Print, in exact form, the lines below from the one containing "let movement = match" through the one containing "let valid = match", and omit all others.

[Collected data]
———

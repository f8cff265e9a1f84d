// Copyright 2023-2026 Mikael Lund
//
// Licensed under the Apache license, version 2.0 (the "license");
// you may not use this file except in compliance with the license.
// You may obtain a copy of the license at
//
//     http://www.apache.org/licenses/license-2.0
//
// Unless required by applicable law or agreed to in writing, software
// distributed under the license is distributed on an "as is" basis,
// without warranties or conditions of any kind, either express or implied.
// See the license for the specific language governing permissions and
// limitations under the license.

//! Save and load replica exchange state for checkpointing and resuming runs.

use crate::PositionVec;
use anyhow::Context;
use serde::{Deserialize, Serialize};
use std::path::Path;

/// Default name of the checkpoint file in the output directory
pub const STATE_FILE: &str = "state.yaml";

/// Saved state of a single replica.
///
/// The temperature is fixed by the input but saved here so that a checkpoint
/// from a different temperature ladder is detected on resume.
#[derive(Debug, Clone, PartialEq, Serialize, Deserialize)]
pub struct ReplicaState {
    pub temperature: f64,
    pub energy: f64,
    pub positions: PositionVec,
}

/// Checkpoint of a replica exchange run.
///
/// Only runtime-mutable quantities are saved. Contact map, potential and
/// output files are rebuilt from the YAML input file on resume.
#[derive(Debug, Clone, PartialEq, Serialize, Deserialize)]
pub struct State {
    /// Completed production cycles
    pub cycle: usize,
    pub replicas: Vec<ReplicaState>,
    /// Accepted exchanges per adjacent pair
    pub exchanges: Vec<usize>,
    /// Attempted exchanges per adjacent pair
    pub attempts: Vec<usize>,
}

impl State {
    /// Load a state from a YAML file.
    pub fn from_file(path: impl AsRef<Path>) -> anyhow::Result<Self> {
        let yaml = std::fs::read_to_string(path.as_ref())
            .with_context(|| format!("Failed to read state file {:?}", path.as_ref()))?;
        Ok(serde_yaml::from_str(&yaml)?)
    }

    /// Save the state to a YAML file.
    pub fn to_file(&self, path: impl AsRef<Path>) -> anyhow::Result<()> {
        let yaml = serde_yaml::to_string(self)?;
        std::fs::write(path.as_ref(), yaml)
            .with_context(|| format!("Failed to write state file {:?}", path.as_ref()))
    }
}
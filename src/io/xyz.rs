// Copyright 2023-2024 Mikael Lund
//
// Licensed under the Apache license, version 2.0 (the "license");
// you may not use this file except in compliance with the license.
// You may obtain a copy of the license at
//
//     http://www.apache.org/licenses/license-2.0
//
// Unless required by applicable law or agreed to in writing, software
// distributed under the license is distributed on an "as is" basis,
// without warranties or conditions of any kind, either express or implied.
// See the license for the specific language governing permissions and
// limitations under the license.

//! XYZ format reader and writer.
//!
//! A frame is an atom count, a free-text title and one `label x y z` line per atom.
//! Trajectories are frames concatenated in a single file.

use crate::Point;
use std::fmt;
use std::fs::{File, OpenOptions};
use std::io::{BufRead, BufReader, BufWriter, Lines, Write};
use std::path::Path;

/// In-memory representation of a single XYZ frame.
#[derive(Debug, Clone, Default, PartialEq)]
pub struct Frame {
    pub title: String,
    pub labels: Vec<String>,
    pub positions: Vec<Point>,
}

impl fmt::Display for Frame {
    fn fmt(&self, f: &mut fmt::Formatter<'_>) -> fmt::Result {
        writeln!(f, "{}", self.positions.len())?;
        writeln!(f, "{}", self.title)?;
        for (label, pos) in self.labels.iter().zip(self.positions.iter()) {
            writeln!(f, "{} {} {} {}", label, pos.x, pos.y, pos.z)?;
        }
        Ok(())
    }
}

/// Parse the next frame from a line iterator. Returns `None` at end of input.
///
/// `line_number` tracks the current line for error messages.
fn next_frame<R: BufRead>(
    lines: &mut Lines<R>,
    line_number: &mut usize,
) -> Option<anyhow::Result<Frame>> {
    // Line 1: atom count; skip blank separators between frames
    let count_line = loop {
        let line = lines.next()?;
        *line_number += 1;
        match line {
            Ok(line) if line.trim().is_empty() => continue,
            Ok(line) => break line,
            Err(err) => return Some(Err(err.into())),
        }
    };
    Some(parse_frame(count_line, lines, line_number))
}

fn parse_frame<R: BufRead>(
    count_line: String,
    lines: &mut Lines<R>,
    line_number: &mut usize,
) -> anyhow::Result<Frame> {
    let num_atoms: usize = count_line.trim().parse().map_err(|_| {
        anyhow::anyhow!(
            "Invalid atom count '{}' on line {}",
            count_line.trim(),
            line_number
        )
    })?;

    // Line 2: title
    let title = lines
        .next()
        .ok_or_else(|| anyhow::anyhow!("Missing title line after line {}", line_number))??;
    *line_number += 1;

    // the count is untrusted; vectors grow with the atom lines actually present
    let mut labels = Vec::new();
    let mut positions = Vec::new();

    for _ in 0..num_atoms {
        let line = lines.next().ok_or_else(|| {
            anyhow::anyhow!("Expected {} atoms but found {}", num_atoms, positions.len())
        })??;
        *line_number += 1;
        let parts: Vec<&str> = line.split_whitespace().collect();
        if parts.len() < 4 {
            anyhow::bail!("Malformed atom line {}: '{}'", line_number, line);
        }
        let coordinate = |k: usize, axis: &str| -> anyhow::Result<f64> {
            parts[k].parse().map_err(|_| {
                anyhow::anyhow!("Invalid {} coordinate on line {}", axis, line_number)
            })
        };
        let position = Point::new(coordinate(1, "x")?, coordinate(2, "y")?, coordinate(3, "z")?);
        labels.push(parts[0].to_string());
        positions.push(position);
    }

    Ok(Frame {
        title: title.trim().to_string(),
        labels,
        positions,
    })
}

fn open_lines(path: &Path) -> anyhow::Result<Lines<BufReader<File>>> {
    let file =
        File::open(path).map_err(|e| anyhow::anyhow!("Cannot open '{}': {}", path.display(), e))?;
    Ok(BufReader::new(file).lines())
}

/// Read the first frame of a file.
pub fn read_frame(path: &Path) -> anyhow::Result<Frame> {
    let mut lines = open_lines(path)?;
    let mut line_number = 0;
    next_frame(&mut lines, &mut line_number)
        .ok_or_else(|| anyhow::anyhow!("Empty XYZ file: {}", path.display()))?
        .map_err(|e| anyhow::anyhow!("{} in {}", e, path.display()))
}

/// Read all frames of a trajectory. Fails on the first malformed frame.
pub fn read_trajectory(path: &Path) -> anyhow::Result<Vec<Frame>> {
    let mut lines = open_lines(path)?;
    let mut line_number = 0;
    let mut frames = Vec::new();
    while let Some(frame) = next_frame(&mut lines, &mut line_number) {
        frames.push(frame.map_err(|e| anyhow::anyhow!("{} in {}", e, path.display()))?);
    }
    Ok(frames)
}

/// Read the last successfully parsed frame of a trajectory.
///
/// Reading stops at the first malformed frame which typically is a
/// partially written frame at the end of an interrupted run.
pub fn read_latest(path: &Path) -> anyhow::Result<Frame> {
    let mut lines = open_lines(path)?;
    let mut line_number = 0;
    let mut latest = None;
    while let Some(frame) = next_frame(&mut lines, &mut line_number) {
        match frame {
            Ok(frame) => latest = Some(frame),
            Err(err) => {
                log::warn!("Ignoring trailing frame in {}: {}", path.display(), err);
                break;
            }
        }
    }
    latest.ok_or_else(|| anyhow::anyhow!("No complete frame in {}", path.display()))
}

/// Write a frame to `path`. If `append` is true, the frame is added to the end of the file.
pub fn write_frame(path: &Path, frame: &Frame, append: bool) -> anyhow::Result<()> {
    let file = OpenOptions::new()
        .write(true)
        .create(true)
        .append(append)
        .truncate(!append)
        .open(path)
        .map_err(|e| anyhow::anyhow!("Cannot open '{}' for writing: {}", path.display(), e))?;
    let mut writer = BufWriter::new(file);
    write!(writer, "{frame}")?;
    writer.flush()?;
    Ok(())
}

#[cfg(test)]
mod tests {
    use super::*;
    use float_cmp::assert_approx_eq;

    fn two_beads(title: &str, x: f64) -> Frame {
        Frame {
            title: title.into(),
            labels: vec!["CA".into(), "CA".into()],
            positions: vec![Point::new(x, 2.0, 3.0), Point::new(4.0, 5.0, 6.0)],
        }
    }

    #[test]
    fn read_empty_file() {
        let path = std::env::temp_dir().join("beadfold_test_empty.xyz");
        std::fs::write(&path, "").unwrap();
        assert!(read_frame(&path).is_err());
        assert!(read_latest(&path).is_err());
        assert!(read_trajectory(&path).unwrap().is_empty());
        std::fs::remove_file(&path).ok();
    }

    #[test]
    fn read_bad_atom_count() {
        let path = std::env::temp_dir().join("beadfold_test_bad_count.xyz");
        std::fs::write(&path, "abc\ncomment\n").unwrap();
        let err = read_frame(&path).unwrap_err();
        assert!(err.to_string().contains("Invalid atom count"));
        std::fs::remove_file(&path).ok();
    }

    #[test]
    fn read_malformed_line() {
        let path = std::env::temp_dir().join("beadfold_test_malformed.xyz");
        std::fs::write(&path, "1\ncomment\nCA 1.0 2.0\n").unwrap();
        let err = read_frame(&path).unwrap_err();
        assert!(err.to_string().contains("Malformed"));
        std::fs::remove_file(&path).ok();
    }

    #[test]
    fn read_too_few_atoms() {
        let path = std::env::temp_dir().join("beadfold_test_few.xyz");
        std::fs::write(&path, "3\ncomment\nCA 1.0 2.0 3.0\n").unwrap();
        let err = read_frame(&path).unwrap_err();
        assert!(err.to_string().contains("Expected 3"));
        std::fs::remove_file(&path).ok();
    }

    #[test]
    fn huge_atom_count_is_an_error() {
        let path = std::env::temp_dir().join("beadfold_test_huge_count.xyz");
        std::fs::write(&path, "100000000000000\ntitle\nCA 1 2 3\n").unwrap();
        let err = read_frame(&path).unwrap_err();
        assert!(err.to_string().contains("Expected 100000000000000 atoms but found 1"));

        write_frame(&path, &two_beads("valid", 1.0), false).unwrap();
        let mut file = OpenOptions::new().append(true).open(&path).unwrap();
        write!(file, "100000000000000\ntitle\nCA 1 2 3\n").unwrap();
        drop(file);
        assert_eq!(read_latest(&path).unwrap().title, "valid");
        std::fs::remove_file(&path).ok();
    }

    #[test]
    fn write_then_read() {
        let path = std::env::temp_dir().join("beadfold_test_single.xyz");
        let frame = two_beads("test frame", 1.0);
        write_frame(&path, &frame, false).unwrap();
        let read_back = read_frame(&path).unwrap();
        assert_eq!(read_back.title, "test frame");
        assert_eq!(read_back.labels, frame.labels);
        assert_approx_eq!(f64, read_back.positions[1].z, 6.0);
        std::fs::remove_file(&path).ok();
    }

    #[test]
    fn trajectory_and_latest() {
        let path = std::env::temp_dir().join("beadfold_test_trajectory.xyz");
        write_frame(&path, &two_beads("first", 1.0), false).unwrap();
        write_frame(&path, &two_beads("second", 7.0), true).unwrap();
        let frames = read_trajectory(&path).unwrap();
        assert_eq!(frames.len(), 2);
        assert_eq!(frames[0].title, "first");

        let latest = read_latest(&path).unwrap();
        assert_eq!(latest.title, "second");
        assert_approx_eq!(f64, latest.positions[0].x, 7.0);

        // a truncated trailing frame is ignored
        let mut file = OpenOptions::new().append(true).open(&path).unwrap();
        write!(file, "2\nthird\nCA 1.0 1.0 1.0\n").unwrap();
        drop(file);
        assert_eq!(read_latest(&path).unwrap().title, "second");
        assert!(read_trajectory(&path).is_err());
        std::fs::remove_file(&path).ok();
    }
}
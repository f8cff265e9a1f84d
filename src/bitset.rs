// Copyright 2023 Mikael Lund
//
// Licensed under the Apache license, version 2.0 (the "license");
// you may not use this file except in compliance with the license.
// You may obtain a copy of the license at
//
//     http://www.apache.org/licenses/license-2.0
//
// Unless required by applicable law or agreed to in writing, software
// distributed under the license is distributed on an "as is" basis,
// without warranties or conditions of any kind, either express or implied.
// See the license for the specific language governing permissions and
// limitations under the license.

/// Compact fixed-size set of bits.
///
/// Used e.g. for contact masks and for marking visited indices.
#[derive(Debug, Clone, PartialEq, Eq)]
pub struct BitSet {
    len: usize,
    chunks: Vec<u64>,
}

const CHUNK_BITS: usize = u64::BITS as usize;

impl BitSet {
    /// Create a new bitset with `len` cleared bits.
    pub fn new(len: usize) -> anyhow::Result<Self> {
        if len == 0 {
            anyhow::bail!("Bitset length must be positive");
        }
        Ok(Self {
            len,
            chunks: vec![0; len.div_ceil(CHUNK_BITS)],
        })
    }

    /// Number of bits.
    pub const fn len(&self) -> usize {
        self.len
    }

    pub const fn is_empty(&self) -> bool {
        self.len == 0
    }

    pub fn set(&mut self, index: usize) {
        let (chunk, bit) = self.locate(index);
        self.chunks[chunk] |= 1 << bit;
    }

    pub fn clear(&mut self, index: usize) {
        let (chunk, bit) = self.locate(index);
        self.chunks[chunk] &= !(1 << bit);
    }

    /// Value of the bit at `index`.
    pub fn get(&self, index: usize) -> bool {
        let (chunk, bit) = self.locate(index);
        (self.chunks[chunk] >> bit) & 1 == 1
    }

    /// Number of set bits.
    pub fn count_ones(&self) -> usize {
        self.chunks.iter().map(|c| c.count_ones() as usize).sum()
    }

    /// Indices of all set bits in increasing order.
    pub fn iter_ones(&self) -> impl Iterator<Item = usize> + '_ {
        (0..self.len).filter(|&i| self.get(i))
    }

    fn locate(&self, index: usize) -> (usize, usize) {
        assert!(
            index < self.len,
            "bit index {index} out of range for length {}",
            self.len
        );
        (index / CHUNK_BITS, index % CHUNK_BITS)
    }
}
// Copyright 2023 Mikael Lund
//
// Licensed under the Apache license, version 2.0 (the "license");
// you may not use this file except in compliance with the license.
// You may obtain a copy of the license at
//
//     http://www.apache.org/licenses/license-2.0
//
// Unless required by applicable law or agreed to in writing, software
// distributed under the license is distributed on an "as is" basis,
// without warranties or conditions of any kind, either express or implied.
// See the license for the specific language governing permissions and
// limitations under the license.

//! # Support for Monte Carlo sampling
//!
//! Chain moves, acceptance criteria and the generic Metropolis-Hastings engine.
//! Every move works on a copy of the chain; a move that leads to overlapping
//! beads is discarded and leaves the original untouched.

use crate::Chain;
use rand::prelude::*;
use serde::{Deserialize, Serialize};
use std::fmt;

mod end;
mod metropolis;
mod pivot;
mod shift;
mod spike;

pub use end::ChainEnd;
pub use metropolis::{MetropolisHastings, Outcome, Sampler};

/// Named helper struct to handle `new`, `old` pairs.
///
/// Used e.g. for data before and after a Monte Carlo move
/// and reduces risk mixing up the order or old and new values.
#[derive(Debug, Clone, Default, Serialize, Deserialize)]
pub struct NewOld<T> {
    pub new: T,
    pub old: T,
}

impl<T> NewOld<T> {
    pub fn from(new: T, old: T) -> Self {
        Self { new, old }
    }
}

impl NewOld<f64> {
    /// Difference `new - old`
    pub fn difference(&self) -> f64 {
        self.new - self.old
    }
}

impl Copy for NewOld<f64> {}

/// # Helper class to keep track of accepted and rejected moves
#[derive(Default, Debug, Clone, PartialEq, Serialize, Deserialize)]
pub struct MoveStatistics {
    /// Number of trial moves
    pub num_trials: usize,
    /// Number of accepted moves
    pub num_accepted: usize,
    /// Sum of energy changes due to this move
    pub energy_change_sum: f64,
}

impl MoveStatistics {
    /// Register an accepted move and increment counters
    pub fn accept(&mut self, energy_change: f64) {
        self.num_trials += 1;
        self.num_accepted += 1;
        self.energy_change_sum += energy_change;
    }

    /// Register a rejected move and increment counters
    pub fn reject(&mut self) {
        self.num_trials += 1;
    }

    /// Acceptance ratio; zero if no moves have been tried.
    pub fn acceptance_ratio(&self) -> f64 {
        if self.num_trials == 0 {
            return 0.0;
        }
        self.num_accepted as f64 / self.num_trials as f64
    }
}

/// All possible acceptance criteria for Monte Carlo moves
#[derive(Clone, Debug, PartialEq, Serialize, Deserialize, Copy)]
pub enum AcceptanceCriterion {
    /// The score is a positive, unnormalized probability density, π.
    /// Candidates are accepted with probability `min(1, π(new) / π(old))`.
    Density,
    /// The score is an energy in units of the temperature.
    /// Candidates are accepted with probability `min(1, exp(-ΔU / T))`
    /// More information: <https://en.wikipedia.org/wiki/Metropolis%E2%80%93Hastings_algorithm>
    #[serde(alias = "Metropolis")]
    Boltzmann { temperature: f64 },
}

impl AcceptanceCriterion {
    /// Probability of accepting the transition from `score.old` to `score.new`.
    pub fn probability(&self, score: NewOld<f64>) -> f64 {
        match self {
            AcceptanceCriterion::Density => f64::min(1.0, score.new / score.old),
            AcceptanceCriterion::Boltzmann { temperature } => {
                let du = score.difference();
                if du <= 0.0 {
                    return 1.0;
                }
                f64::min(1.0, f64::exp(-du / temperature))
            }
        }
    }

    /// Draw a random number and decide whether to accept the transition.
    pub fn accept(&self, score: NewOld<f64>, rng: &mut impl Rng) -> bool {
        rng.gen::<f64>() < self.probability(score)
    }

    /// Temperature of the Boltzmann criterion; `None` for densities.
    pub fn temperature(&self) -> Option<f64> {
        match self {
            AcceptanceCriterion::Boltzmann { temperature } => Some(*temperature),
            AcceptanceCriterion::Density => None,
        }
    }
}

/// Frequency of a Monte Carlo move or a measurement
#[derive(Clone, Copy, Debug, PartialEq, Eq, Serialize, Deserialize)]
pub enum Frequency {
    /// Every `n` steps
    Every(usize),
    /// Once at step `n`
    Once(usize),
}

impl Frequency {
    /// Check if action, typically an analysis, should be performed at given step
    pub fn should_perform(&self, step: usize) -> bool {
        match self {
            Frequency::Every(n) => *n > 0 && step % n == 0,
            Frequency::Once(n) => step == *n,
        }
    }
}

/// Monte Carlo moves of a bead chain.
///
/// All moves are rigid rotations (or translations) of a part of the chain
/// and preserve every bond length.
#[derive(Clone, Copy, Debug, PartialEq, Eq, Serialize, Deserialize)]
pub enum ChainMove {
    /// Rotate the first bead around the second.
    EndFirst,
    /// Rotate the last bead around the second last.
    EndLast,
    /// Rotate bead `k+1` around bead `k` and translate the rest of the chain along.
    Shift(usize),
    /// Rotate bead `k+1` around the axis through beads `k` and `k+2`.
    Spike(usize),
    /// Rotate beads `k+1..` around the z-axis through bead `k`.
    Pivot(usize),
}

impl ChainMove {
    /// Move that displaces bead `bead` of a chain with `num_beads` beads.
    ///
    /// The chain ends are moved by end moves; inner beads by a random choice
    /// of shift, spike, or pivot moves.
    pub fn natural(bead: usize, num_beads: usize, rng: &mut impl Rng) -> anyhow::Result<Self> {
        if bead >= num_beads {
            anyhow::bail!("Bead {} is outside chain of {} beads", bead, num_beads);
        }
        let movement = match bead {
            0 => ChainMove::EndFirst,
            b if b == num_beads - 1 => ChainMove::EndLast,
            b => match rng.gen_range(0..3) {
                0 => ChainMove::Shift(b - 1),
                1 => ChainMove::Spike(b - 1),
                _ => ChainMove::Pivot(b - 1),
            },
        };
        Ok(movement)
    }

    /// Check that the move is possible for a chain with `num_beads` beads.
    pub fn validate(&self, num_beads: usize) -> anyhow::Result<()> {
        let valid = match *self {
            ChainMove::EndFirst | ChainMove::EndLast => true,
            ChainMove::Shift(k) | ChainMove::Pivot(k) => k + 2 <= num_beads,
            ChainMove::Spike(k) => k + 3 <= num_beads,
        };
        if !valid {
            anyhow::bail!("{} is not possible for a chain of {} beads", self, num_beads);
        }
        Ok(())
    }

    /// Apply the move to a copy of `chain`.
    ///
    /// Returns `None` if the new conformation has overlapping beads or if the
    /// move is geometrically undefined.
    pub fn propose(&self, chain: &Chain, rng: &mut impl Rng) -> anyhow::Result<Option<Chain>> {
        self.validate(chain.len())?;
        let candidate = match *self {
            ChainMove::EndFirst => end::propose(chain, ChainEnd::First, rng),
            ChainMove::EndLast => end::propose(chain, ChainEnd::Last, rng),
            ChainMove::Shift(k) => shift::propose(chain, k, rng),
            ChainMove::Spike(k) => spike::propose(chain, k, rng),
            ChainMove::Pivot(k) => pivot::propose(chain, k, rng),
        };
        if candidate.is_none() {
            log::trace!("{} rejected", self);
        }
        Ok(candidate)
    }

    /// Perform the move in place. Returns `false` and leaves `chain` untouched on rejection.
    pub fn perform(&self, chain: &mut Chain, rng: &mut impl Rng) -> anyhow::Result<bool> {
        match self.propose(chain, rng)? {
            Some(candidate) => {
                *chain = candidate;
                Ok(true)
            }
            None => Ok(false),
        }
    }
}

impl fmt::Display for ChainMove {
    fn fmt(&self, f: &mut fmt::Formatter<'_>) -> fmt::Result {
        match self {
            ChainMove::EndFirst => write!(f, "end move of the first bead"),
            ChainMove::EndLast => write!(f, "end move of the last bead"),
            ChainMove::Shift(k) => write!(f, "shift move at bead {k}"),
            ChainMove::Spike(k) => write!(f, "spike move at bead {k}"),
            ChainMove::Pivot(k) => write!(f, "pivot move at bead {k}"),
        }
    }
}

impl crate::Info for ChainMove {
    fn short_name(&self) -> Option<&'static str> {
        match self {
            ChainMove::EndFirst | ChainMove::EndLast => Some("end"),
            ChainMove::Shift(_) => Some("shift"),
            ChainMove::Spike(_) => Some("spike"),
            ChainMove::Pivot(_) => Some("pivot"),
        }
    }
    fn long_name(&self) -> Option<&'static str> {
        match self {
            ChainMove::EndFirst | ChainMove::EndLast => Some("Rotation of a terminal bead"),
            ChainMove::Shift(_) => Some("Rotation of a bond with translation of the tail"),
            ChainMove::Spike(_) => Some("Crankshaft rotation of a single bead"),
            ChainMove::Pivot(_) => Some("Pivot rotation of the chain tail"),
        }
    }
}

/// Randomize a chain by `10 N` sweeps of natural moves over all `N` beads.
pub fn scramble(chain: &mut Chain, rng: &mut impl Rng) -> anyhow::Result<()> {
    let n = chain.len();
    let mut num_accepted = 0;
    for _ in 0..10 * n {
        for bead in 0..n {
            if ChainMove::natural(bead, n, rng)?.perform(chain, rng)? {
                num_accepted += 1;
            }
        }
    }
    log::debug!(
        "Scrambled chain of {} beads; {} of {} moves accepted",
        n,
        num_accepted,
        10 * n * n
    );
    Ok(())
}

/// Largest relative change of any bond length between two chains.
#[cfg(test)]
pub(crate) fn max_bond_change(before: &Chain, after: &Chain) -> f64 {
    before
        .bond_lengths()
        .iter()
        .zip(after.bond_lengths())
        .map(|(old, new)| ((new - old) / old).abs())
        .fold(0.0, f64::max)
}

———

- **Answer for the task**
        let movement = match bead {
            0 => ChainMove::EndFirst,
            b if b == num_beads - 1 => ChainMove::EndLast,
            b => match rng.gen_range(0..3) {
                0 => ChainMove::Shift(b - 1),
                1 => ChainMove::Spike(b - 1),
                _ => ChainMove::Pivot(b - 1),
            },
        };
        Ok(movement)
    }

    /// Check that the move is possible for a chain with `num_beads` beads.
    pub fn validate(&self, num_beads: usize) -> anyhow::Result<()> {
        let valid = match *self {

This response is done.